Basic Concepts
In order to create a stationary process, differencing may be necessary. For example, the graph of closing Dow Jones indices for October 2015 (see Example 1 of Stationary Process), as shown in Figure 1, clearly shows an increasing trend. Differencing is a way to eliminate such trends.
Figure 1 – Dow Jones Indices for October 2015
First-order differencing addresses linear trends, and employs the transformation zi = yi – yi-1. Second-order differencing addresses quadratic trends and employs a first-order difference of a first-order difference, namely zi = (yi – yi-1) – (yi-1 – yi-2), which is equivalent to zi = yi – 2yi-1+ yi-2.
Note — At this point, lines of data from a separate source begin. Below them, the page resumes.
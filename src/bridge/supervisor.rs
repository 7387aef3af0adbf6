//! Process supervisor for the hand-tracking producer.
//!
//! Owns the child process lifecycle: launch with piped stdio, spawn
//! the two stream readers, surface producer status, and terminate the
//! process on shutdown. The launch sequence is modeled as a statum
//! state machine; the [`SupervisorHandle`] is the runtime API the
//! application holds.
//!
//! # State Machine
//!
//! ```text
//! Launching ──launch()──► Streaming ──supervise()──► (task ends)
//! ```
//!
//! # Threading Model
//!
//! `launch` spawns three detached tokio tasks:
//!
//! 1. stdout reader - parses protocol lines into the latest-value store
//! 2. stderr reader - forwards diagnostics to the log
//! 3. waiter - awaits child exit and publishes [`ProducerStatus`]
//!
//! None of them are joined. Shutdown kills the child; end-of-stream
//! then ends the reader loops on their own time.

use std::process::Stdio;
use std::sync::Arc;

use statum::{machine, state};
use tokio::process::{Child, Command};
use tokio::sync::{oneshot, watch};
use tracing::{debug, info, warn};

use super::error::SupervisorError;
use super::latest::LatestStore;
use super::stream_reader::{run_stderr_reader, run_stdout_reader};
use crate::config::BridgeConfig;

/// Observable state of the producer process.
///
/// Published on a watch channel so the application can notice a
/// producer that died mid-session instead of silently starving.
#[derive(Debug, Clone, Copy, PartialEq, Eq)]
pub enum ProducerStatus {
    /// No producer has been started, or it was stopped deliberately.
    Idle,
    /// The producer is live and its streams are being drained.
    Running,
    /// The producer exited on its own; no further events will arrive.
    Disconnected,
}

/// Lifecycle states for a single producer process launch.
#[state]
#[derive(Debug, Clone)]
pub enum ProducerLifecycle {
    Launching,
    Streaming,
}

/// One launch attempt of the producer process.
///
/// Created in `Launching`, transitions to `Streaming` once the child
/// is spawned and its readers are running.
#[machine]
pub struct ProducerProcess<S: ProducerLifecycle> {
    config: BridgeConfig,
    store: Arc<LatestStore>,
    status_tx: watch::Sender<ProducerStatus>,
    child: Option<Child>,
}

impl ProducerProcess<Launching> {
    pub fn create(
        config: BridgeConfig,
        store: Arc<LatestStore>,
        status_tx: watch::Sender<ProducerStatus>,
    ) -> Self {
        debug!("creating producer process for {:?}", config.executable);
        Self::new(config, store, status_tx, None)
    }

    /// Spawns the child with piped stdio and starts both stream readers.
    ///
    /// # Errors
    ///
    /// * [`SupervisorError::Launch`] - executable missing or spawn denied
    /// * [`SupervisorError::MissingStdio`] - a redirected pipe was not captured
    pub fn launch(mut self) -> Result<ProducerProcess<Streaming>, SupervisorError> {
        let mut command = Command::new(&self.config.executable);
        command
            .args(&self.config.args)
            .stdin(Stdio::null())
            .stdout(Stdio::piped())
            .stderr(Stdio::piped())
            .kill_on_drop(true);
        if let Some(dir) = &self.config.working_dir {
            command.current_dir(dir);
        }

        let mut child = command.spawn()?;
        info!(
            "producer started: {} {:?}",
            self.config.executable, self.config.args
        );

        let stdout = child
            .stdout
            .take()
            .ok_or(SupervisorError::MissingStdio("stdout"))?;
        let stderr = child
            .stderr
            .take()
            .ok_or(SupervisorError::MissingStdio("stderr"))?;

        tokio::spawn(run_stdout_reader(stdout, self.store.clone()));
        tokio::spawn(run_stderr_reader(stderr));

        // send_replace records the status even with no subscribers;
        // is_running and the double-start guard read it back.
        self.status_tx.send_replace(ProducerStatus::Running);
        self.child = Some(child);

        Ok(self.transition())
    }
}

impl ProducerProcess<Streaming> {
    /// Waits for the child to exit or for a kill request, whichever
    /// comes first, and publishes the resulting status.
    ///
    /// Runs as a detached task. A deliberate kill reports `Idle`; an
    /// exit the application did not ask for reports `Disconnected`.
    pub async fn supervise(mut self, kill_rx: oneshot::Receiver<()>) {
        let mut child = match self.child.take() {
            Some(child) => child,
            None => return,
        };

        tokio::select! {
            status = child.wait() => {
                match status {
                    Ok(status) => warn!("producer exited on its own: {}", status),
                    Err(e) => warn!("failed waiting on producer: {}", e),
                }
                self.status_tx.send_replace(ProducerStatus::Disconnected);
            }
            _ = kill_rx => {
                // Termination errors are suppressed: the process may
                // already be gone, and shutdown must always complete.
                if let Err(e) = child.start_kill() {
                    debug!("producer already gone at stop: {}", e);
                }
                let _ = child.wait().await;
                info!("producer terminated");
                self.status_tx.send_replace(ProducerStatus::Idle);
            }
        }
    }
}

/// Handle for starting and stopping the producer process.
///
/// Exactly one producer can be live per handle; the handle is expected
/// to be driven from a single thread (no concurrent start/stop).
///
/// # Examples
///
/// ```rust,no_run
/// use std::sync::Arc;
/// use handbridge::bridge::{LatestStore, SupervisorHandle};
/// use handbridge::config::BridgeConfig;
///
/// # #[tokio::main]
/// # async fn main() -> Result<(), Box<dyn std::error::Error>> {
/// let store = Arc::new(LatestStore::default());
/// let mut supervisor = SupervisorHandle::new(BridgeConfig::default(), store);
///
/// supervisor.start()?;
/// // ... frame loop runs, draining the store ...
/// supervisor.stop();
/// # Ok(())
/// # }
/// ```
pub struct SupervisorHandle {
    config: BridgeConfig,
    store: Arc<LatestStore>,
    status_tx: watch::Sender<ProducerStatus>,
    kill_tx: Option<oneshot::Sender<()>>,
}

impl SupervisorHandle {
    pub fn new(config: BridgeConfig, store: Arc<LatestStore>) -> Self {
        let (status_tx, _) = watch::channel(ProducerStatus::Idle);
        Self {
            config,
            store,
            status_tx,
            kill_tx: None,
        }
    }

    /// Launches the producer and its stream readers.
    ///
    /// A producer that exited on its own may be restarted; a live one
    /// may not.
    ///
    /// # Errors
    ///
    /// * [`SupervisorError::AlreadyRunning`] - a producer is still live
    /// * [`SupervisorError::Launch`] - the executable could not be spawned;
    ///   the application may keep running without control input
    pub fn start(&mut self) -> Result<(), SupervisorError> {
        if *self.status_tx.borrow() == ProducerStatus::Running {
            return Err(SupervisorError::AlreadyRunning);
        }

        let streaming = ProducerProcess::create(
            self.config.clone(),
            self.store.clone(),
            self.status_tx.clone(),
        )
        .launch()?;

        let (kill_tx, kill_rx) = oneshot::channel();
        self.kill_tx = Some(kill_tx);
        tokio::spawn(streaming.supervise(kill_rx));

        Ok(())
    }

    /// Requests termination of the producer. Idempotent, never fails.
    ///
    /// Safe to call when the producer was never started or has already
    /// exited. Returns promptly; the waiter task performs the actual
    /// kill, and the reader tasks are left to drain to end-of-stream.
    pub fn stop(&mut self) {
        match self.kill_tx.take() {
            Some(kill_tx) => {
                if kill_tx.send(()).is_err() {
                    debug!("producer already exited before stop");
                }
            }
            None => debug!("stop called with no producer running"),
        }
    }

    /// Subscribes to producer status changes.
    pub fn status(&self) -> watch::Receiver<ProducerStatus> {
        self.status_tx.subscribe()
    }

    pub fn is_running(&self) -> bool {
        *self.status_tx.borrow() == ProducerStatus::Running
    }
}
Taking first-order differences for the data in Figure 1 results in the chart on the right. The trend seems to have been eliminated.
ARIMA
An autoregressive integrated moving average (ARIMA) process (aka a Box-Jenkins process) adds differencing to an ARMA process. An ARMA(p,q) process with d-order differencing is called an ARIMA(p.d,q) process. Thus, for example, an ARIMA(2,1,0) process is an AR(2) process with first-order differencing.
It is important not to over-difference since this can cause you to use an incorrect model. Some rules-of-thumb indicating that you may have differenced too many times are:
- The autocorrelation of a differenced series is less than -.5
- Differencing increases the variance
Rules-of-thumb
An AR(p) or MA(q) process has a unit root if the sum of the non-constant coefficients is 1.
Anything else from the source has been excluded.